Fashion has always been one of the four factors I’ve used to determine the direction of residential lighting trends. Admittedly, it is relegated to tertiary importance. Architecture, Related Home Furnishings (furniture, accessories and appliances) and Socioeconomic Direction are of course, much more relevant. It has however signaled direction, reflection, outlook, color and a score of other subtle guideposts that I have considered.
Over the last few years, I have struggled to find the signs that fashion of the past provided. Even major houses such as Balenciaga and Givenchy now show elements of “streetwear” as haute couture. When designers do attempt creativity, it often arrives in an undefined and unable to relate exaggeration. (The pictured Balenciaga’s black-rubber suiting for example.) Few clues can be unearthed as to how that will provide influence to the home, unless the owner has some predetermined kink! Perhaps the faceless tech takeover of our lives is, in reverse, impacting fashion?
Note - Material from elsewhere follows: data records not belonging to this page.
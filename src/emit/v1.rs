//! V1 rendering
//!
//! Same document as V2 with the older field layout: match and action fields
//! of a route sit side by side, rate-limit actions are `{type: ...}` records,
//! a listener's filter chains collapse into one route config with a list of
//! SSL contexts, and listeners and clusters are top-level.

use super::cluster::Cluster;
use super::listener::Listener;
use super::ratelimit_action::RateLimitAction;
use super::route::{Route, RouteAction};
use super::EnvoyConfig;
use crate::errors::Result;
use crate::ir::{AddedHeader, SecretInfo};
use serde_json::{json, Map, Value};

fn header_list(headers: &[AddedHeader]) -> Value {
    Value::Array(
        headers
            .iter()
            .map(|h| json!({ "key": h.key, "value": h.value, "append": h.append }))
            .collect(),
    )
}

fn action(action: &RateLimitAction) -> Value {
    match action {
        RateLimitAction::GenericKey { descriptor_value } => {
            json!({ "type": action.type_name(), "descriptor_value": descriptor_value })
        }
        RateLimitAction::RequestHeaders { header_name, descriptor_key } => json!({
            "type": action.type_name(),
            "header_name": header_name,
            "descriptor_key": descriptor_key,
        }),
        _ => json!({ "type": action.type_name() }),
    }
}

/// Render one route
pub fn render_route(route: &Route) -> Result<Value> {
    let mut rendered = Map::new();
    let route_match = &route.route_match;

    rendered.insert(route_match.path.field().to_string(), json!(route_match.path.value()));
    rendered.insert("case_sensitive".to_string(), json!(route_match.case_sensitive));
    if !route_match.headers.is_empty() {
        rendered.insert("headers".to_string(), serde_json::to_value(&route_match.headers)?);
    }

    match &route.action {
        RouteAction::Forward(forward) => {
            if let Some(priority) = forward.priority {
                rendered.insert("priority".to_string(), json!(priority));
            }
            rendered.insert("timeout".to_string(), json!(forward.timeout()));

            let clusters: Vec<Value> = forward
                .clusters
                .iter()
                .map(|c| {
                    let mut cluster = Map::new();
                    cluster.insert("name".to_string(), json!(c.name));
                    cluster.insert("weight".to_string(), json!(c.weight));
                    if !c.request_headers_to_add.is_empty() {
                        cluster.insert(
                            "request_headers_to_add".to_string(),
                            header_list(&c.request_headers_to_add),
                        );
                    }
                    Value::Object(cluster)
                })
                .collect();
            rendered.insert("weighted_clusters".to_string(), json!({ "clusters": clusters }));

            if let Some(rewrite) = &forward.prefix_rewrite {
                rendered.insert("prefix_rewrite".to_string(), json!(rewrite));
            }
            if let Some(host) = &forward.host_rewrite {
                rendered.insert("host_rewrite".to_string(), json!(host));
            }
            if let Some(auto) = forward.auto_host_rewrite {
                rendered.insert("auto_host_rewrite".to_string(), json!(auto));
            }
            if let Some(cors) = &forward.cors {
                rendered.insert("cors".to_string(), serde_json::to_value(cors)?);
            }
            if !forward.rate_limits.is_empty() {
                let rate_limits: Vec<Value> = forward
                    .rate_limits
                    .iter()
                    .map(|rl| json!({ "actions": rl.actions.iter().map(action).collect::<Vec<_>>() }))
                    .collect();
                rendered.insert("rate_limits".to_string(), Value::Array(rate_limits));
            }
        }
        RouteAction::Redirect(target) => {
            rendered.insert("host_redirect".to_string(), json!(target.host_redirect));
            if let Some(path) = &target.path_redirect {
                rendered.insert("path_redirect".to_string(), json!(path));
            }
        }
    }

    if !route.request_headers_to_add.is_empty() {
        rendered.insert(
            "request_headers_to_add".to_string(),
            header_list(&route.request_headers_to_add),
        );
    }

    Ok(Value::Object(rendered))
}

fn render_ssl_context(server_names: &[String], secret: &SecretInfo) -> Value {
    let mut context = Map::new();
    context.insert("server_names".to_string(), json!(server_names));
    context.insert("secret".to_string(), json!(format!("{}.{}", secret.secret, secret.namespace)));
    if let Some(min) = secret.min_tls_version {
        context.insert("min_tls_version".to_string(), json!(min.protocol_name()));
    }
    if let Some(max) = secret.max_tls_version {
        context.insert("max_tls_version".to_string(), json!(max.protocol_name()));
    }
    Value::Object(context)
}

fn render_listener(listener: &Listener) -> Result<Value> {
    let mut virtual_hosts = Vec::new();
    for vhost in listener.filter_chains.iter().flat_map(|chain| &chain.virtual_hosts) {
        let routes = vhost.routes.iter().map(|r| render_route(r)).collect::<Result<Vec<_>>>()?;
        let mut rendered = Map::new();
        rendered.insert("name".to_string(), json!(vhost.name));
        rendered.insert("domains".to_string(), json!(vhost.domains));
        if vhost.require_tls {
            rendered.insert("require_ssl".to_string(), json!("all"));
        }
        rendered.insert("routes".to_string(), Value::Array(routes));
        virtual_hosts.push(Value::Object(rendered));
    }

    let mut filters = Vec::new();
    if listener.cors_filter {
        filters.push(json!({ "type": "decoder", "name": "cors", "config": {} }));
    }
    if listener.ratelimit_filter {
        filters.push(json!({ "type": "decoder", "name": "rate_limit", "config": {} }));
    }
    filters.push(json!({ "type": "decoder", "name": "router", "config": {} }));

    let mut hcm = Map::new();
    hcm.insert("codec_type".to_string(), json!("auto"));
    hcm.insert("stat_prefix".to_string(), json!("ingress_http"));
    if !listener.header_case_rules.is_empty() {
        hcm.insert(
            "header_key_format".to_string(),
            json!({ "custom": { "rules": listener.header_case_rules } }),
        );
    }
    hcm.insert("route_config".to_string(), json!({ "virtual_hosts": virtual_hosts }));
    hcm.insert("filters".to_string(), Value::Array(filters));

    let mut rendered = Map::new();
    rendered.insert("name".to_string(), json!(listener.name));
    rendered.insert(
        "address".to_string(),
        json!(format!("tcp://{}:{}", listener.address, listener.port)),
    );

    let ssl_contexts: Vec<Value> = listener
        .filter_chains
        .iter()
        .filter_map(|chain| chain.tls.as_ref().map(|tls| render_ssl_context(&chain.server_names, tls)))
        .collect();
    if !ssl_contexts.is_empty() {
        rendered.insert("ssl_contexts".to_string(), Value::Array(ssl_contexts));
    }

    rendered.insert(
        "filters".to_string(),
        json!([{ "type": "read", "name": "http_connection_manager", "config": hcm }]),
    );
    Ok(Value::Object(rendered))
}

fn render_cluster(cluster: &Cluster) -> Value {
    let mut rendered = Map::new();
    rendered.insert("name".to_string(), json!(cluster.name));
    rendered.insert("connect_timeout_ms".to_string(), json!(cluster.connect_timeout_ms));
    rendered.insert("type".to_string(), json!("strict_dns"));
    rendered.insert("lb_type".to_string(), json!("round_robin"));
    rendered.insert(
        "hosts".to_string(),
        json!([{ "url": format!("tcp://{}:{}", cluster.host, cluster.port) }]),
    );
    if cluster.tls {
        rendered.insert("ssl_context".to_string(), json!({}));
    }
    if cluster.proper_case {
        rendered.insert("header_key_format".to_string(), json!("proper_case_words"));
    }
    Value::Object(rendered)
}

/// Render the whole document
pub fn render(config: &EnvoyConfig) -> Result<Value> {
    let routes = config.routes.iter().map(|r| render_route(r)).collect::<Result<Vec<_>>>()?;

    let sni_routes = config
        .sni_routes
        .iter()
        .map(|sni| -> Result<Value> {
            Ok(json!({
                "route": render_route(&sni.route)?,
                "info": { "hosts": sni.info.hosts, "secret_info": sni.info.secret_info },
            }))
        })
        .collect::<Result<Vec<_>>>()?;

    let listeners = config.listeners.iter().map(render_listener).collect::<Result<Vec<_>>>()?;
    let clusters: Vec<Value> = config.clusters.iter().map(|c| render_cluster(c)).collect();

    let mut document = Map::new();
    document.insert("version".to_string(), json!(config.version));
    document.insert("routes".to_string(), Value::Array(routes));
    document.insert("sni_routes".to_string(), Value::Array(sni_routes));
    document.insert("listeners".to_string(), Value::Array(listeners));
    document.insert("clusters".to_string(), Value::Array(clusters));
    if let Some(rls) = &config.ratelimit {
        document.insert(
            "ratelimit".to_string(),
            json!({
                "domain": rls.domain,
                "cluster_name": rls.cluster,
                "timeout_ms": rls.timeout_ms,
            }),
        );
    }

    Ok(Value::Object(document))
}

#[cfg(test)]
mod tests {
    use super::*;
    use crate::emit::route::{ForwardAction, PathSpecifier, RateLimit, RouteMatch};
    use crate::ir::{HeaderMatcher, RedirectTarget, WeightedCluster};

    fn route(action: RouteAction) -> Route {
        Route {
            route_match: RouteMatch {
                path: PathSpecifier::Regex("^/v[12]/".to_string()),
                case_sensitive: false,
                headers: vec![HeaderMatcher { name: "x-v".into(), value: "1".into(), regex: false }],
            },
            action,
            request_headers_to_add: vec![],
        }
    }

    #[test]
    fn test_renders_flat_forward_route() {
        let rendered = render_route(&route(RouteAction::Forward(ForwardAction {
            priority: Some(2),
            timeout_ms: 3000,
            clusters: vec![WeightedCluster {
                name: "cluster_a".into(),
                weight: 100,
                request_headers_to_add: vec![],
            }],
            prefix_rewrite: None,
            host_rewrite: None,
            auto_host_rewrite: None,
            cors: None,
            rate_limits: vec![RateLimit {
                actions: vec![
                    RateLimitAction::RemoteAddress,
                    RateLimitAction::RequestHeaders {
                        header_name: "x-user".into(),
                        descriptor_key: "x-user".into(),
                    },
                ],
            }],
        })))
        .unwrap();

        assert_eq!(rendered["regex"], "^/v[12]/");
        assert_eq!(rendered["case_sensitive"], false);
        assert_eq!(rendered["headers"], json!([{"name": "x-v", "value": "1", "regex": false}]));
        assert_eq!(rendered["priority"], 2);
        assert_eq!(rendered["timeout"], "3.000s");
        assert_eq!(
            rendered["rate_limits"][0]["actions"],
            json!([
                {"type": "remote_address"},
                {"type": "request_headers", "header_name": "x-user", "descriptor_key": "x-user"}
            ])
        );
        assert!(rendered.get("match").is_none());
        assert!(rendered.get("prefix_rewrite").is_none());
    }

    #[test]
    fn test_renders_flat_redirect() {
        let rendered = render_route(&route(RouteAction::Redirect(RedirectTarget {
            host_redirect: "other.example.com".into(),
            path_redirect: Some("/moved".into()),
        })))
        .unwrap();

        assert_eq!(rendered["host_redirect"], "other.example.com");
        assert_eq!(rendered["path_redirect"], "/moved");
        assert!(rendered.get("weighted_clusters").is_none());
    }
}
The most recent (Fall 2022) New York fashion week was by all accounts, a snooze-fest. Sure, the black rubber suit was fun, but little else was of interest or value (to me.) More paper thin dresses, exaggerated headwear/footwear and lots of casual. We could argue that the casual trend has resulted in homes and home décor that is equally relaxed, but that gets us only so far. “Street” has not resulted in ramshackle homes in deference to the torn, frayed and undersized/oversized jeans that continually show up on the runway.
Do I Switch to Only Three Factors in My Formulation of Upcoming Trends?
While many (most?) of us can never imagine ourselves pulling off haute couture, fashion of the past provided at least a modicum of connection to the real world. Now fashion has been usurped by an elite that does not connect to the collective “us.” The gap between couture and homeowners widens with each Milan season.
Neither my wife or I are trained in art, we have however spent a lot of time studying and viewing creative art. My wife commented on a recent show at MOCA Cleveland, “This art is created for other artists. Unless conversant in the minutia of contemporary art, most people will have a limited ability to appreciate and understand the pieces.” It is easy to see her point. Art, like fashion is more difficult to comprehend, especially as it becomes more conceptual. We live in a real world. Homes are not conceptual, or are they?
Frank Gehry and his patron, Peter B Lewis spent ten years and millions of dollars conceiving a home for businessman Lewis that was ultimately never built. In a conversational lecture I attended with the two, both expressed satisfaction with the project. Both “got what they wanted” from the exercise. For most people, a multi-million dollar, unbuilt home is not the end result expected when commissioning an architect. For the rarified few, conceptual can be enough.
Has fashion moved to a point of exclusion so advanced that it cannot be relative or of influence to products that will be used in homes and residences? The Met Gala and its ilk is of value to so few people I feel we are very close to that point.
So What Do I Do?
There are some overriding threads gleaned from recent fashion that do provide a glimpse from which I might draw some thoughts.
- There are some post-streetwear rejections peeking for daylight. Is it possible that we might elevate our fashion game and dress-up again? It happened before. The Disco Era followed the Hippie Era and women turned to frilly dresses and men donned suits, albeit leisure, again.
- There is a more fluid nature to color and patterns. Floral prints are used on menswear and herringbone suiting fabrics are showing up in dresses and blouses.
- Clothes are simply becoming more and more asexual. With larger percentages of young people identifying as non-binary, options beyond non-sexual jeans make sense.
Could these mean we will see more formal homes in the future? Will there be more experimentation with color? Is there life after beige neutrals? Does a non-binary population relate to more flex spaces in a residence?
In short, I don’t know…yet. For the foreseeable future, I’ll continue to read about the assorted seasonal collections, watch the runway recaps on YouTube and file the photos I see for the next season in my mind’s hard drive. With enough information over an extended period of time, the relevance will become clearer and clearer…hopefully.